§ **Exercise details**
Your response should be every line from the entries that includes the string "LegacyTransaction".

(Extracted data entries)
>>>

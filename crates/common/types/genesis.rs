use ethereum_types::U256;
use serde::{Deserialize, Serialize};

use self::Fork::*;
use crate::constants::{ETHER_TO_WEI, GAS_PER_BLOB, MIN_BASE_FEE_PER_BLOB_GAS};

/// Hardforks, in activation order.
#[repr(u8)]
#[derive(
    Debug, PartialEq, Eq, PartialOrd, Ord, Default, Hash, Clone, Copy, Serialize, Deserialize,
)]
pub enum Fork {
    Frontier = 0,
    Homestead = 1,
    TangerineWhistle = 2,
    SpuriousDragon = 3,
    Byzantium = 4,
    Constantinople = 5,
    Petersburg = 6,
    Istanbul = 7,
    Berlin = 8,
    London = 9,
    Paris = 10,
    Shanghai = 11,
    #[default]
    Cancun = 12,
    Prague = 13,
}

impl From<Fork> for &str {
    fn from(fork: Fork) -> Self {
        match fork {
            Frontier => "Frontier",
            Homestead => "Homestead",
            TangerineWhistle => "Tangerine Whistle",
            SpuriousDragon => "Spurious Dragon",
            Byzantium => "Byzantium",
            Constantinople => "Constantinople",
            Petersburg => "Petersburg",
            Istanbul => "Istanbul",
            Berlin => "Berlin",
            London => "London",
            Paris => "Paris",
            Shanghai => "Shanghai",
            Cancun => "Cancun",
            Prague => "Prague",
        }
    }
}

impl std::fmt::Display for Fork {
    fn fmt(&self, f: &mut std::fmt::Formatter<'_>) -> std::fmt::Result {
        f.write_str((*self).into())
    }
}

#[derive(Clone, Copy, Debug, Serialize, Deserialize, PartialEq, Eq)]
#[serde(rename_all = "camelCase")]
pub struct ForkBlobSchedule {
    pub base_fee_update_fraction: u64,
    pub max: u32,
    pub target: u32,
}

impl ForkBlobSchedule {
    pub const CANCUN: Self = Self {
        base_fee_update_fraction: 3338477,
        max: 6,
        target: 3,
    };
    pub const PRAGUE: Self = Self {
        base_fee_update_fraction: 5007716,
        max: 9,
        target: 6,
    };

    pub fn max_blob_gas(&self) -> u64 {
        self.max as u64 * GAS_PER_BLOB
    }

    pub fn target_blob_gas(&self) -> u64 {
        self.target as u64 * GAS_PER_BLOB
    }
}

/// Chain settings. A single fork is active for the whole lifetime of the
/// chain, which is how an in-process devnet is normally configured.
#[derive(Clone, Copy, Debug, Serialize, Deserialize, PartialEq, Eq)]
#[serde(rename_all = "camelCase")]
pub struct ChainConfig {
    /// Current chain identifier
    pub chain_id: u64,
    #[serde(default)]
    pub fork: Fork,
    /// Overrides the blob schedule implied by `fork`
    #[serde(default)]
    pub blob_schedule: Option<ForkBlobSchedule>,
}

/// Chain id used when none is configured.
pub const DEFAULT_CHAIN_ID: u64 = 900;

impl Default for ChainConfig {
    fn default() -> Self {
        Self {
            chain_id: DEFAULT_CHAIN_ID,
            fork: Fork::default(),
            blob_schedule: None,
        }
    }
}

impl ChainConfig {
    pub fn new(chain_id: u64, fork: Fork) -> Self {
        Self {
            chain_id,
            fork,
            blob_schedule: None,
        }
    }

    pub fn is_eip155_activated(&self) -> bool {
        self.fork >= SpuriousDragon
    }

    pub fn is_spurious_dragon_activated(&self) -> bool {
        self.fork >= SpuriousDragon
    }

    pub fn is_byzantium_activated(&self) -> bool {
        self.fork >= Byzantium
    }

    pub fn is_istanbul_activated(&self) -> bool {
        self.fork >= Istanbul
    }

    pub fn is_berlin_activated(&self) -> bool {
        self.fork >= Berlin
    }

    pub fn is_london_activated(&self) -> bool {
        self.fork >= London
    }

    pub fn is_shanghai_activated(&self) -> bool {
        self.fork >= Shanghai
    }

    pub fn is_cancun_activated(&self) -> bool {
        self.fork >= Cancun
    }

    pub fn is_prague_activated(&self) -> bool {
        self.fork >= Prague
    }

    /// Proof of work chains pay block and ommer rewards.
    pub fn is_pow(&self) -> bool {
        self.fork < Paris
    }

    /// Static block reward paid to the miner of a proof of work block.
    pub fn block_reward(&self) -> U256 {
        let ether = match self.fork {
            Frontier | Homestead | TangerineWhistle | SpuriousDragon => 5,
            Byzantium => 3,
            Constantinople | Petersburg | Istanbul | Berlin | London => 2,
            Paris | Shanghai | Cancun | Prague => 0,
        };
        U256::from(ether) * U256::from(ETHER_TO_WEI)
    }

    /// EIP-3529: the refund cap went from gas_used / 2 to gas_used / 5.
    pub fn max_refund_quotient(&self) -> u64 {
        if self.is_london_activated() { 5 } else { 2 }
    }

    pub fn get_fork_blob_schedule(&self) -> Option<ForkBlobSchedule> {
        if let Some(schedule) = self.blob_schedule {
            return self.is_cancun_activated().then_some(schedule);
        }
        match self.fork {
            Cancun => Some(ForkBlobSchedule::CANCUN),
            Prague => Some(ForkBlobSchedule::PRAGUE),
            _ => None,
        }
    }
}

/// Approximates `factor * e ** (numerator / denominator)` using Taylor expansion
/// https://eips.ethereum.org/EIPS/eip-4844#helpers
pub fn fake_exponential(factor: U256, numerator: U256, denominator: u64) -> U256 {
    if denominator == 0 {
        return U256::zero();
    }
    let denominator = U256::from(denominator);
    let mut i = U256::one();
    let mut output = U256::zero();
    let mut numerator_accum = factor * denominator;
    while !numerator_accum.is_zero() {
        output = output.saturating_add(numerator_accum);
        numerator_accum = numerator_accum.saturating_mul(numerator) / (denominator * i);
        i += U256::one();
    }
    output / denominator
}

/// Blob gas price implied by the parent's excess blob gas.
pub fn get_base_fee_per_blob_gas(excess_blob_gas: u64, update_fraction: u64) -> U256 {
    fake_exponential(
        U256::from(MIN_BASE_FEE_PER_BLOB_GAS),
        U256::from(excess_blob_gas),
        update_fraction,
    )
}

/// EIP-4844 excess blob gas of a child block.
pub fn calc_excess_blob_gas(
    parent_excess_blob_gas: u64,
    parent_blob_gas_used: u64,
    target_blob_gas: u64,
) -> u64 {
    (parent_excess_blob_gas + parent_blob_gas_used).saturating_sub(target_blob_gas)
}

#[cfg(test)]
mod tests {
    use super::*;

    #[test]
    fn forks_are_ordered() {
        assert!(Fork::Frontier < Fork::Byzantium);
        assert!(Fork::London < Fork::Cancun);
        let config = ChainConfig::new(1, Fork::Petersburg);
        assert!(config.is_byzantium_activated());
        assert!(!config.is_london_activated());
        assert!(config.is_pow());
        assert_eq!(config.max_refund_quotient(), 2);
    }

    #[test]
    fn block_reward_per_fork() {
        let ether = U256::from(ETHER_TO_WEI);
        assert_eq!(
            ChainConfig::new(1, Fork::Homestead).block_reward(),
            ether * 5
        );
        assert_eq!(
            ChainConfig::new(1, Fork::Byzantium).block_reward(),
            ether * 3
        );
        assert_eq!(
            ChainConfig::new(1, Fork::Istanbul).block_reward(),
            ether * 2
        );
        assert!(ChainConfig::new(1, Fork::Cancun).block_reward().is_zero());
    }

    #[test]
    fn blob_base_fee_starts_at_minimum() {
        assert_eq!(
            get_base_fee_per_blob_gas(0, ForkBlobSchedule::CANCUN.base_fee_update_fraction),
            U256::one()
        );
        assert!(
            get_base_fee_per_blob_gas(
                10_000_000,
                ForkBlobSchedule::CANCUN.base_fee_update_fraction,
            ) > U256::one()
        );
    }

    #[test]
    fn chain_config_from_json() {
        let config: ChainConfig =
            serde_json::from_str(r#"{"chainId": 1337, "fork": "London"}"#).unwrap();
        assert_eq!(config, ChainConfig::new(1337, Fork::London));
        assert!(config.get_fork_blob_schedule().is_none());
    }
}
use tevm_common::{
    H256,
    types::{ChainConfig, Receipt, ReceiptOutcome, Transaction, TxType},
};

use crate::interpreter::ExecResult;

/// Builds the receipt of an executed transaction.
///
/// Before Byzantium legacy receipts commit to the intermediate state root
/// instead of a status flag, which the caller provides through `state_root`.
/// Typed transactions always carry a status.
pub fn generate_tx_receipt(
    tx: &Transaction,
    result: &ExecResult,
    cumulative_gas_used: u64,
    blob_gas_used: Option<u64>,
    blob_gas_price: Option<u64>,
    config: &ChainConfig,
    state_root: Option<H256>,
) -> Receipt {
    let outcome = if tx.tx_type() == TxType::Legacy && !config.is_byzantium_activated() {
        ReceiptOutcome::StateRoot(state_root.unwrap_or_default())
    } else {
        ReceiptOutcome::Status(result.is_success())
    };
    let mut receipt = Receipt::new(
        tx.tx_type(),
        outcome,
        cumulative_gas_used,
        result.logs.clone(),
    );
    if matches!(tx, Transaction::EIP4844Transaction(_)) {
        receipt.blob_gas_used = blob_gas_used;
        receipt.blob_gas_price = blob_gas_price;
    }
    receipt
}

#[cfg(test)]
mod tests {
    use super::*;
    use crate::errors::ExceptionError;
    use tevm_common::{
        Address, Bytes,
        types::{EIP1559Transaction, EIP4844Transaction, Fork, LegacyTransaction, Log},
    };

    fn legacy() -> Transaction {
        Transaction::LegacyTransaction(LegacyTransaction::default())
    }

    #[test]
    fn status_follows_exception() {
        let config = ChainConfig::new(1, Fork::London);
        let ok = generate_tx_receipt(
            &legacy(),
            &ExecResult::default(),
            21000,
            None,
            None,
            &config,
            None,
        );
        assert_eq!(ok.status(), Some(true));
        let failed = ExecResult {
            exception_error: Some(ExceptionError::Revert),
            ..Default::default()
        };
        let receipt = generate_tx_receipt(&legacy(), &failed, 42000, None, None, &config, None);
        assert_eq!(receipt.status(), Some(false));
        assert_eq!(receipt.cumulative_gas_used, 42000);
    }

    #[test]
    fn pre_byzantium_uses_state_root() {
        let config = ChainConfig::new(1, Fork::SpuriousDragon);
        let root = H256::repeat_byte(7);
        let receipt = generate_tx_receipt(
            &legacy(),
            &ExecResult::default(),
            21000,
            None,
            None,
            &config,
            Some(root),
        );
        assert_eq!(receipt.state_root(), Some(root));
        assert_eq!(receipt.status(), None);
    }

    #[test]
    fn typed_transactions_carry_status_before_byzantium() {
        let config = ChainConfig::new(1, Fork::SpuriousDragon);
        let typed = Transaction::EIP1559Transaction(EIP1559Transaction::default());
        let receipt = generate_tx_receipt(
            &typed,
            &ExecResult::default(),
            21000,
            None,
            None,
            &config,
            Some(H256::repeat_byte(7)),
        );
        assert_eq!(receipt.state_root(), None);
        assert_eq!(receipt.status(), Some(true));
    }

    #[test]
    fn blob_fields_only_for_blob_transactions() {
        let config = ChainConfig::new(1, Fork::Cancun);
        let blob_tx = Transaction::EIP4844Transaction(EIP4844Transaction::default());
        let receipt = generate_tx_receipt(
            &blob_tx,
            &ExecResult::default(),
            21000,
            Some(131072),
            Some(1),
            &config,
            None,
        );
        assert_eq!(receipt.blob_gas_used, Some(131072));
        assert_eq!(receipt.blob_gas_price, Some(1));

        let receipt = generate_tx_receipt(
            &legacy(),
            &ExecResult::default(),
            21000,
            Some(1),
            Some(1),
            &config,
            None,
        );
        assert_eq!(receipt.blob_gas_used, None);
    }

    #[test]
    fn bloom_covers_logs() {
        let config = ChainConfig::new(1, Fork::Cancun);
        let log = Log {
            address: Address::repeat_byte(0x42),
            topics: vec![H256::repeat_byte(1)],
            data: Bytes::new(),
        };
        let result = ExecResult {
            logs: vec![log.clone()],
            ..Default::default()
        };
        let receipt = generate_tx_receipt(&legacy(), &result, 21000, None, None, &config, None);
        assert!(
            receipt
                .bloom
                .contains_input(tevm_common::BloomInput::Raw(log.address.as_bytes()))
        );
        assert_eq!(receipt.logs, vec![log]);
    }
}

<<<

§ **Exercise response**
        types::{EIP1559Transaction, EIP4844Transaction, Fork, LegacyTransaction, Log},
        Transaction::LegacyTransaction(LegacyTransaction::default())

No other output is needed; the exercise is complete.